-- MATERIAL TO PROCESS follows --

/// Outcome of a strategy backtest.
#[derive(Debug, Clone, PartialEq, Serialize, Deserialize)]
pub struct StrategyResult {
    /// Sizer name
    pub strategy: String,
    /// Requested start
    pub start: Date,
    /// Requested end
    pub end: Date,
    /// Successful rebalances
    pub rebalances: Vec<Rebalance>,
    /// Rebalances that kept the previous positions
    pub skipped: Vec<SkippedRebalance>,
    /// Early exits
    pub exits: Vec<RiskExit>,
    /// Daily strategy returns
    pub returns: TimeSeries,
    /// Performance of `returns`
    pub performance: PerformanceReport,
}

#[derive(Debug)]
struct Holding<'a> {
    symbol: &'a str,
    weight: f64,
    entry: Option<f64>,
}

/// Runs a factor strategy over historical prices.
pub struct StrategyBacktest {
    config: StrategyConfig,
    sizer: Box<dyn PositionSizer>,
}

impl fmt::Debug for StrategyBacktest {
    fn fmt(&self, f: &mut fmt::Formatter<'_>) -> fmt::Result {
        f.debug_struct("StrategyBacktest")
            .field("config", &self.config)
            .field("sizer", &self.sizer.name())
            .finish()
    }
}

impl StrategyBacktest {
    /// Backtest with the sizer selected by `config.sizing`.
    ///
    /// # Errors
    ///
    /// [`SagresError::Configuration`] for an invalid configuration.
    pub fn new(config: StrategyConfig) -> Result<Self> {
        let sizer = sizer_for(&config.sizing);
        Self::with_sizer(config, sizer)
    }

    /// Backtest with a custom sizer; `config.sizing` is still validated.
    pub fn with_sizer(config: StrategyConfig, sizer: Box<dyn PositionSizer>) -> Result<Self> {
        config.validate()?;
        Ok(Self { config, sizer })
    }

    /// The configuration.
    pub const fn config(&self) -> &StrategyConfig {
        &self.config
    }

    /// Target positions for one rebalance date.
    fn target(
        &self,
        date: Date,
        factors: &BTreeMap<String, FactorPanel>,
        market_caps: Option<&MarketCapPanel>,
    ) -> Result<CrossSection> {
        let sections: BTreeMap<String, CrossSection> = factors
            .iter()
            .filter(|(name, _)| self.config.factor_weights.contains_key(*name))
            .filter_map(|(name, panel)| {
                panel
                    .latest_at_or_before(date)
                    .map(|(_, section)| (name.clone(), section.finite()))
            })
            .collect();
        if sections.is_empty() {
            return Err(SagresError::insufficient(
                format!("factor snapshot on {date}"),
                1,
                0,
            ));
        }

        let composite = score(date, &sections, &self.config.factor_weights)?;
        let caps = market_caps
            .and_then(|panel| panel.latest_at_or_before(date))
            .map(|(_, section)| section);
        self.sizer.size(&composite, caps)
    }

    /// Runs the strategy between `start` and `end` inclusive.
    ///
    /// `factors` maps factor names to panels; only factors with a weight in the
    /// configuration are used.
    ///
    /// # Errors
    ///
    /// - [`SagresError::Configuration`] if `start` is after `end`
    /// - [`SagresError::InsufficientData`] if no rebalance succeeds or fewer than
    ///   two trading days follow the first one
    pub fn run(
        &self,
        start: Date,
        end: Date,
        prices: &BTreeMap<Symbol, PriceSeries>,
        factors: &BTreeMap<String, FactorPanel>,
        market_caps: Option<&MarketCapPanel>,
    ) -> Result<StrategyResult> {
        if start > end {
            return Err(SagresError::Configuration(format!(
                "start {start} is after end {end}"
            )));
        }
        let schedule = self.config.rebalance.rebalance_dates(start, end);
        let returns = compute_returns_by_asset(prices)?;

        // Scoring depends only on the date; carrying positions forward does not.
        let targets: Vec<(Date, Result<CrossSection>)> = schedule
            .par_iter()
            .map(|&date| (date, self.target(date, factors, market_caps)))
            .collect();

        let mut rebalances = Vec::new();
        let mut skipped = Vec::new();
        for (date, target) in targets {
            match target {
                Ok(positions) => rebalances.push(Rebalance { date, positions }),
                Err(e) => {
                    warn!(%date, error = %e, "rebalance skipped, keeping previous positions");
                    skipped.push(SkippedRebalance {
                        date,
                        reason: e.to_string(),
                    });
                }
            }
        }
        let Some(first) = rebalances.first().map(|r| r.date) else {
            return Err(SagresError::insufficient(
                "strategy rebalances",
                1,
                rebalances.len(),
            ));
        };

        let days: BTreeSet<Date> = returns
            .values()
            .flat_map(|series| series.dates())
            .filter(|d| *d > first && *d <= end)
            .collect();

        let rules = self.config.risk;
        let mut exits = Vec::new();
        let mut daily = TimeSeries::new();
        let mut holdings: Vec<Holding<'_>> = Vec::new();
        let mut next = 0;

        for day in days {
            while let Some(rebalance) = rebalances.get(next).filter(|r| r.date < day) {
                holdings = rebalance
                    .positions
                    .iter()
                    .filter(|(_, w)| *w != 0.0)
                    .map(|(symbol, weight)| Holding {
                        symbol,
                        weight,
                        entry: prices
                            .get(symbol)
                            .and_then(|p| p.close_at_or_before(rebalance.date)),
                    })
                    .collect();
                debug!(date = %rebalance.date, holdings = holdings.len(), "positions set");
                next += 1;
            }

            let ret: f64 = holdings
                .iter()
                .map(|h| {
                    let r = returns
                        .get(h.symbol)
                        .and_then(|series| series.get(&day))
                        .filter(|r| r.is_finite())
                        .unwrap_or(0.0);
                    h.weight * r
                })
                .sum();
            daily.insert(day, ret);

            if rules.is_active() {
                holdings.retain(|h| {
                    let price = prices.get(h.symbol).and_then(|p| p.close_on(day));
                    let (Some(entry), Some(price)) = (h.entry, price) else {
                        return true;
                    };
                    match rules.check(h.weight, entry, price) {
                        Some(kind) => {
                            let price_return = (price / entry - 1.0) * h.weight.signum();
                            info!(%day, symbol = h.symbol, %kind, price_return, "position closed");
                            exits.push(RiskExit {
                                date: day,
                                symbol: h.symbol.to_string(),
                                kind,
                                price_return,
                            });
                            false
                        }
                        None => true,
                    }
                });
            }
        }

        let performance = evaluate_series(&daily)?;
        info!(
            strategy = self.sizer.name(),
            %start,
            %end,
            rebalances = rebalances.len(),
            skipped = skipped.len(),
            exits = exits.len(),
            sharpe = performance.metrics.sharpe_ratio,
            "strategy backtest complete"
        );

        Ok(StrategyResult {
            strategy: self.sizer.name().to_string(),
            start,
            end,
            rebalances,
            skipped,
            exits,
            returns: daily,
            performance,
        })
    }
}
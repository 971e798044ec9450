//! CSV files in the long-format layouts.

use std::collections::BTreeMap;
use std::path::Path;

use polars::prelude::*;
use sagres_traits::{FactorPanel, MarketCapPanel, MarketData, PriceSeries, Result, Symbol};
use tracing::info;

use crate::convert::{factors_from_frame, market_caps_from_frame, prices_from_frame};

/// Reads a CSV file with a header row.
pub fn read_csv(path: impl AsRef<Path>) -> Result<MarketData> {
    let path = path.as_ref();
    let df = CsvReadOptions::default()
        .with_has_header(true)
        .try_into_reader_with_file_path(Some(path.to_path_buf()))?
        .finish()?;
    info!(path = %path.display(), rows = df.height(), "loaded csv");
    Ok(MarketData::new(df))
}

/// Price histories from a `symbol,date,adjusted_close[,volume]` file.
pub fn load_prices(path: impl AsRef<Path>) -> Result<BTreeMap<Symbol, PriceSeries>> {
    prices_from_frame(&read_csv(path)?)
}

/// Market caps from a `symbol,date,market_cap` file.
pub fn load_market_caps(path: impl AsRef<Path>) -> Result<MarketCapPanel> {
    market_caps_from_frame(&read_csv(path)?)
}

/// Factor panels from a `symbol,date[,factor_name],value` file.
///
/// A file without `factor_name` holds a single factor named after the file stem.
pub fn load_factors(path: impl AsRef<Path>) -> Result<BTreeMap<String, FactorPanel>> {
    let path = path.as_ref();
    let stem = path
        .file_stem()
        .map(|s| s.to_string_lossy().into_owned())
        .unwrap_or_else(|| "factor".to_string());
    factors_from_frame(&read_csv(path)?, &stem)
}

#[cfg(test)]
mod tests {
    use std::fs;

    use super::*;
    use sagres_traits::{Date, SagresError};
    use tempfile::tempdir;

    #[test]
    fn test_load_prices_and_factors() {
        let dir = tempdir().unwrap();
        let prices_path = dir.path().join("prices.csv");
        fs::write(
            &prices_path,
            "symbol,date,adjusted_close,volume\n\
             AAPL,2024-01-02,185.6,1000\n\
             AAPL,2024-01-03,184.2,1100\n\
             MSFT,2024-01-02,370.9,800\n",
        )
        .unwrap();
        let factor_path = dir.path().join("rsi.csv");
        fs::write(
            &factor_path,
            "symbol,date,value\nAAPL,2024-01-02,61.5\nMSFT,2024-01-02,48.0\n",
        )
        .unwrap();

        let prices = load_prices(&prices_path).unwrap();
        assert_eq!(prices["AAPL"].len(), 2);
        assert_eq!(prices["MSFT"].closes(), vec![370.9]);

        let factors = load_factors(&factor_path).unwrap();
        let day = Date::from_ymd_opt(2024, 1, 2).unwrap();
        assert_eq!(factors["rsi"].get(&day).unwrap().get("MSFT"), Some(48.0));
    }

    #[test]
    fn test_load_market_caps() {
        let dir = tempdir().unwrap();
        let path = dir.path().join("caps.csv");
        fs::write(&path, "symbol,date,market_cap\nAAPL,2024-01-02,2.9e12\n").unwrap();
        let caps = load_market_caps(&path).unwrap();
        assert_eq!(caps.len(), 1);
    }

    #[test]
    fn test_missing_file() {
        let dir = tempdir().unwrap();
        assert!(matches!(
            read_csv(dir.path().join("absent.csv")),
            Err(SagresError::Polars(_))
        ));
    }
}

-- MATERIAL TO PROCESS concluded --
-- MATERIAL TO PROCESS follows --

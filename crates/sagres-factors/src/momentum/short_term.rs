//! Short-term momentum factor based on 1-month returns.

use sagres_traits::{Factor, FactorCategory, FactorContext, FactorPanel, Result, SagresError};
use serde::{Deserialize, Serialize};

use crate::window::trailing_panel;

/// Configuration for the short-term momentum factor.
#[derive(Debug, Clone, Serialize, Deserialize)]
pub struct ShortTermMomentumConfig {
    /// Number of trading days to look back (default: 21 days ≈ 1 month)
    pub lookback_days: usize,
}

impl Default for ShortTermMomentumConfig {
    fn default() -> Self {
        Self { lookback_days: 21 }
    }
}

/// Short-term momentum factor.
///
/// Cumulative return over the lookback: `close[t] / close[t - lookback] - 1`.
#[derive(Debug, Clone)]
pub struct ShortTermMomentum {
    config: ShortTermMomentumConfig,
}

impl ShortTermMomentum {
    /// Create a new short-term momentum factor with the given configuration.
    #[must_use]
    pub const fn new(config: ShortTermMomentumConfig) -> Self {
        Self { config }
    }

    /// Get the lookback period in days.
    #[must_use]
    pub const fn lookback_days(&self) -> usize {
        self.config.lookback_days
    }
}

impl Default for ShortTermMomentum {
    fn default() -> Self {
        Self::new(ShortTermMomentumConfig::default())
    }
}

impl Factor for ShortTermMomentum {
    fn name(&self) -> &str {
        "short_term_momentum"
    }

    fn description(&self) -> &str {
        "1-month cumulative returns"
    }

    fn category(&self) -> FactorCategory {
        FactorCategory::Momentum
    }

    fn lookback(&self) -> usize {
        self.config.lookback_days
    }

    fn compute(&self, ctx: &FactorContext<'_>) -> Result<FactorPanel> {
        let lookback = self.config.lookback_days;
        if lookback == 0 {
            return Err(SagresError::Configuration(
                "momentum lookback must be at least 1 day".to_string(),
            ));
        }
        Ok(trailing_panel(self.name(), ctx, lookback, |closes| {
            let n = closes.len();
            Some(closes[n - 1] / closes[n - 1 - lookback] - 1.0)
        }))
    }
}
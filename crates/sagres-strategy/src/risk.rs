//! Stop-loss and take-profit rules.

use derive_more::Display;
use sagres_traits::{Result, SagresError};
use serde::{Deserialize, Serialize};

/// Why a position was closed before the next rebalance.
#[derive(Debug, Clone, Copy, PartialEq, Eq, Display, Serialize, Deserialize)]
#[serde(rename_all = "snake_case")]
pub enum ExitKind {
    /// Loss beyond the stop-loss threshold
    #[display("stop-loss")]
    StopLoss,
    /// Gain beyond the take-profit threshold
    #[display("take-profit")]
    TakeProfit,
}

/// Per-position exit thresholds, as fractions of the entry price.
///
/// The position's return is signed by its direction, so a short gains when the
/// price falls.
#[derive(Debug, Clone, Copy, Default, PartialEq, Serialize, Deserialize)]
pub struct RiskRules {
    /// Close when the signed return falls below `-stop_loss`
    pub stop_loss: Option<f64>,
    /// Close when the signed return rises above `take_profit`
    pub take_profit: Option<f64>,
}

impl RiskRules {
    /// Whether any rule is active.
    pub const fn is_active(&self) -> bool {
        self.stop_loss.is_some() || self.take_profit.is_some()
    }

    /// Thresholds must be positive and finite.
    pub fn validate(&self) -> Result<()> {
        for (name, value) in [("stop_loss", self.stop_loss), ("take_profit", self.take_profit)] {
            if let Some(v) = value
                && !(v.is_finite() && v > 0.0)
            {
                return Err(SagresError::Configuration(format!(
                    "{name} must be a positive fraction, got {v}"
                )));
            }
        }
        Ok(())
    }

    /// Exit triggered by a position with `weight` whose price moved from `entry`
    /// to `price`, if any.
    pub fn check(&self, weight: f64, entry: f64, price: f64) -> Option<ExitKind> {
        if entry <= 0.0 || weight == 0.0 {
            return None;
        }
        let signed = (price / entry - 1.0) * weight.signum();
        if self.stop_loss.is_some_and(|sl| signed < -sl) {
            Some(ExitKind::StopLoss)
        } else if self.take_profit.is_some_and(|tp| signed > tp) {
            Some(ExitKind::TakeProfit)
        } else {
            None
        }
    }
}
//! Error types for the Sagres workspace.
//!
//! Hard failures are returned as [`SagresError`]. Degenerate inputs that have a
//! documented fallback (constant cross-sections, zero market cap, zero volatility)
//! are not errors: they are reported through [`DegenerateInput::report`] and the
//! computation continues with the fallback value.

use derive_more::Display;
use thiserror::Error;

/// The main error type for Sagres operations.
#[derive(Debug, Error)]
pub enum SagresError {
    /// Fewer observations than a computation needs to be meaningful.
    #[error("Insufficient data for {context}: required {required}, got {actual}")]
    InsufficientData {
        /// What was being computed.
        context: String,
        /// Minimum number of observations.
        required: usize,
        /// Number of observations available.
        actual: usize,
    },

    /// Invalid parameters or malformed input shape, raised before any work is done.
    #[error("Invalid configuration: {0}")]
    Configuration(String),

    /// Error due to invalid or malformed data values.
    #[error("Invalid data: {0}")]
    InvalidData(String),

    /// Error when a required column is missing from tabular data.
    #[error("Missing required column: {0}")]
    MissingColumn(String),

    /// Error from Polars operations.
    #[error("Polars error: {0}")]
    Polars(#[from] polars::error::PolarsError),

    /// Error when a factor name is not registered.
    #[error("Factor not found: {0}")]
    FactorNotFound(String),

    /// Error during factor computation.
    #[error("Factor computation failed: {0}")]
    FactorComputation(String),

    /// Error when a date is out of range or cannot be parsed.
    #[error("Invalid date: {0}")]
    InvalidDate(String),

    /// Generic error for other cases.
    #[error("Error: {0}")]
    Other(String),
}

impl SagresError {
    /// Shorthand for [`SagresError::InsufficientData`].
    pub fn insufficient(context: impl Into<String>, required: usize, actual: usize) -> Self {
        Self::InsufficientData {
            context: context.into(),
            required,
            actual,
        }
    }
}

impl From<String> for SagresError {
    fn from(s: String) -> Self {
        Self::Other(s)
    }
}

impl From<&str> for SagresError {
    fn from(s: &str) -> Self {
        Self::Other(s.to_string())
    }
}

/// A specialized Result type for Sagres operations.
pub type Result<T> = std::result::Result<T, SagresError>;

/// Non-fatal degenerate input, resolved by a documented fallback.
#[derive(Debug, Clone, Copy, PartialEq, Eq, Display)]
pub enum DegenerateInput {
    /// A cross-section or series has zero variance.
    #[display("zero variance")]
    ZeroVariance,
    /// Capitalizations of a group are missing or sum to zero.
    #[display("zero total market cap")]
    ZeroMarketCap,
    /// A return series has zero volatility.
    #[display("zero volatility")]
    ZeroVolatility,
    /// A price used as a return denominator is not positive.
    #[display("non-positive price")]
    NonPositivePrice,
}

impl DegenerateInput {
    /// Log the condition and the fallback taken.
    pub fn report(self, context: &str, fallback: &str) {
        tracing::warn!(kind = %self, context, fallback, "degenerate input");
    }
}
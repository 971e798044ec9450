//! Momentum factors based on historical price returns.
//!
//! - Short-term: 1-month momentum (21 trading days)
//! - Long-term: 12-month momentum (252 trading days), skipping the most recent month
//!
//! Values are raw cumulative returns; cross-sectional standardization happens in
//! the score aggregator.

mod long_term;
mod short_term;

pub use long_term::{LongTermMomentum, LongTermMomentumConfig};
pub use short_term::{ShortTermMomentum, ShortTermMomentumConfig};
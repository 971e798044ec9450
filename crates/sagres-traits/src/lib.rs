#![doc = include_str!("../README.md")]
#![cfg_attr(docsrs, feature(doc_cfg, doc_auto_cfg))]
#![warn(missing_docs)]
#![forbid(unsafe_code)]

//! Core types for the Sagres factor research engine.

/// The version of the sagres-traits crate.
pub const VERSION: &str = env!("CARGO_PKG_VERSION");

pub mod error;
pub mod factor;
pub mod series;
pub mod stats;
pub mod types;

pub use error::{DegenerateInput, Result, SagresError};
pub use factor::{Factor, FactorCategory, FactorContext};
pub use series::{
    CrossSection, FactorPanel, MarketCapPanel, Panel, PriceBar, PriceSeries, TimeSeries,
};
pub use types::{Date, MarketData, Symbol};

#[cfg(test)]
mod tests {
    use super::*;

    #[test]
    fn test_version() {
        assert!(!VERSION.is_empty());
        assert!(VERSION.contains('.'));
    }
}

-- MATERIAL TO PROCESS concluded --

* INSTRUCTIONS TO FOLLOW
All lines above from the one holding "malformed data values." to the one holding "from Polars operations.", inclusive, are to be copied exactly; no other line is wanted.

* RESPONSE TO THE EXERCISE
    /// Error due to invalid or malformed data values.
    #[error("Invalid data: {0}")]
    InvalidData(String),

    /// Error when a required column is missing from tabular data.
    #[error("Missing required column: {0}")]
    MissingColumn(String),

    /// Error from Polars operations.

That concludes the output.